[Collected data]
____

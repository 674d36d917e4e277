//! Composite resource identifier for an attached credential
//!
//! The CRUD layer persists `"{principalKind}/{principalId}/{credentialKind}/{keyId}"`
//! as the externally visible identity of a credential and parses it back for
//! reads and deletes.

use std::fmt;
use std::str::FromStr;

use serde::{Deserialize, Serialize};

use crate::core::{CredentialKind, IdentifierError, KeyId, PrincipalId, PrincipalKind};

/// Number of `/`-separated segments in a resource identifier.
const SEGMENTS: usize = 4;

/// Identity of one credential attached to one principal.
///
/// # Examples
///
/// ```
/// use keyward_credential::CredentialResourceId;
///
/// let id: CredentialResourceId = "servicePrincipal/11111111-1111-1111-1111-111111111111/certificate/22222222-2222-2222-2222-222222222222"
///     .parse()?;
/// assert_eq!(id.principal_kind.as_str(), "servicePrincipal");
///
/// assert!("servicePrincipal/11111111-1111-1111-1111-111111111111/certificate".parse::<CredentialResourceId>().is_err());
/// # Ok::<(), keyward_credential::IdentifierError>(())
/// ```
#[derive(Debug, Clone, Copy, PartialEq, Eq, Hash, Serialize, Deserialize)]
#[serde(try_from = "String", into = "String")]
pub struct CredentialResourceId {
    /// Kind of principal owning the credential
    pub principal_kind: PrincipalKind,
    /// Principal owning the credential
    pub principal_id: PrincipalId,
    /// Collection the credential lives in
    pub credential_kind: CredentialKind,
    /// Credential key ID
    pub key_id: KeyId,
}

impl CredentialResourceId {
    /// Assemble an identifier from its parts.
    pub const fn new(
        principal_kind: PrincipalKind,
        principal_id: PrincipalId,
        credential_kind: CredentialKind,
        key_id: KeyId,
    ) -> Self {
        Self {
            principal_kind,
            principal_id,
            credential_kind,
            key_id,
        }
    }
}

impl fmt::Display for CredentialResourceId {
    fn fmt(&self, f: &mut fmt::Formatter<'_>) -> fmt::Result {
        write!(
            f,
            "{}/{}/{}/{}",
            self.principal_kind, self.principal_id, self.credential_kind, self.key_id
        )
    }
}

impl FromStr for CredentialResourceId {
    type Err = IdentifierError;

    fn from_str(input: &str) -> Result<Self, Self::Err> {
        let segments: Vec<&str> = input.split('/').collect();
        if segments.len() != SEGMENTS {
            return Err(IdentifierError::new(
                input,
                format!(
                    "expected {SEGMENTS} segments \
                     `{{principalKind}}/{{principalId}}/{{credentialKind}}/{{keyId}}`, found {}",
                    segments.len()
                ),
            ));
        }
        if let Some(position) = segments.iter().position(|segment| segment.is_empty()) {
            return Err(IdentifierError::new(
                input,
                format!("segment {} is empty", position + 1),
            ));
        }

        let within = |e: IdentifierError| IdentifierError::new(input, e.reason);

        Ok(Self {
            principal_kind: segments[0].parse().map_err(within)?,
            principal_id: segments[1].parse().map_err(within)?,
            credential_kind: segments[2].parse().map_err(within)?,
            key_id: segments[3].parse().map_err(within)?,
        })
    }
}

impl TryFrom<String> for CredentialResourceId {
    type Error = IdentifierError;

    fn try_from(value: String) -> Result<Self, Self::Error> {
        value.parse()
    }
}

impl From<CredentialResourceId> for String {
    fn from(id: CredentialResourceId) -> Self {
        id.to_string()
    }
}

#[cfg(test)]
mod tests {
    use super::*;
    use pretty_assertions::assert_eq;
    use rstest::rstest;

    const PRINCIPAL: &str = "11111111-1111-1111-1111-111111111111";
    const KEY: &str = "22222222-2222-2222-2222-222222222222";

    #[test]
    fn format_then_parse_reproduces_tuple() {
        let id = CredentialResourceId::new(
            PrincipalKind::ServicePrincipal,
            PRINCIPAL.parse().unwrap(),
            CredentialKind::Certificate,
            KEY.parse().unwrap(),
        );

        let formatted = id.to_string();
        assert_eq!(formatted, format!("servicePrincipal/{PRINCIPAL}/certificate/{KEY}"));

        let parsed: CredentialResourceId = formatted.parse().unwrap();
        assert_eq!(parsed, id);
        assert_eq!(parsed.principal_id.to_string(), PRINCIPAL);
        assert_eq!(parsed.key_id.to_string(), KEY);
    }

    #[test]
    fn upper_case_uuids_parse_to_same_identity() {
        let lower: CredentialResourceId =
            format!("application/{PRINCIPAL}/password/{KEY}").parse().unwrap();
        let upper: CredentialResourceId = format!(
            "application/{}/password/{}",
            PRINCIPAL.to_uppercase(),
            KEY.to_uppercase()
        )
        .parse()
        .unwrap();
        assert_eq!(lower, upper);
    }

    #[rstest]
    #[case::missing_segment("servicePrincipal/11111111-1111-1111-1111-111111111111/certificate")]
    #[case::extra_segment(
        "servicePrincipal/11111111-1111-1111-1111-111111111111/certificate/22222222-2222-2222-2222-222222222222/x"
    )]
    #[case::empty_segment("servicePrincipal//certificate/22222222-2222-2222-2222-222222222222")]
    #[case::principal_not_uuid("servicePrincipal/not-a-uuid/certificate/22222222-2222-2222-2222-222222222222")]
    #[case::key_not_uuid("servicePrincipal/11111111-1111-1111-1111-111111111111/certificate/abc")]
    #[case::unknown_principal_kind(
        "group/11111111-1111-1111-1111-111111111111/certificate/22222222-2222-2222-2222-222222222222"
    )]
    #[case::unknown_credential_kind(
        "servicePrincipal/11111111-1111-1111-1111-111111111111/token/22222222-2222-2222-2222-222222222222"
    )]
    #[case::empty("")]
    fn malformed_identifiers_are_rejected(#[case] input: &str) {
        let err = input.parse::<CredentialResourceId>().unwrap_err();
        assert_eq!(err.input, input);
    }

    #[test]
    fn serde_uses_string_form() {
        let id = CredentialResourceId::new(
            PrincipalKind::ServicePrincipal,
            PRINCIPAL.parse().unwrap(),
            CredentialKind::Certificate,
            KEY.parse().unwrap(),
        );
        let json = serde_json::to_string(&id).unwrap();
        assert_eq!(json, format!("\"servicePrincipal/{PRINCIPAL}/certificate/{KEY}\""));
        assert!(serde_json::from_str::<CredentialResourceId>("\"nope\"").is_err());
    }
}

____

* [Problem description] Where a line in the records above contains the string "formatted", return that line.

* [Problem solution]
        let formatted = id.to_string();
        assert_eq!(formatted, format!("servicePrincipal/{PRINCIPAL}/certificate/{KEY}"));
        let parsed: CredentialResourceId = formatted.parse().unwrap();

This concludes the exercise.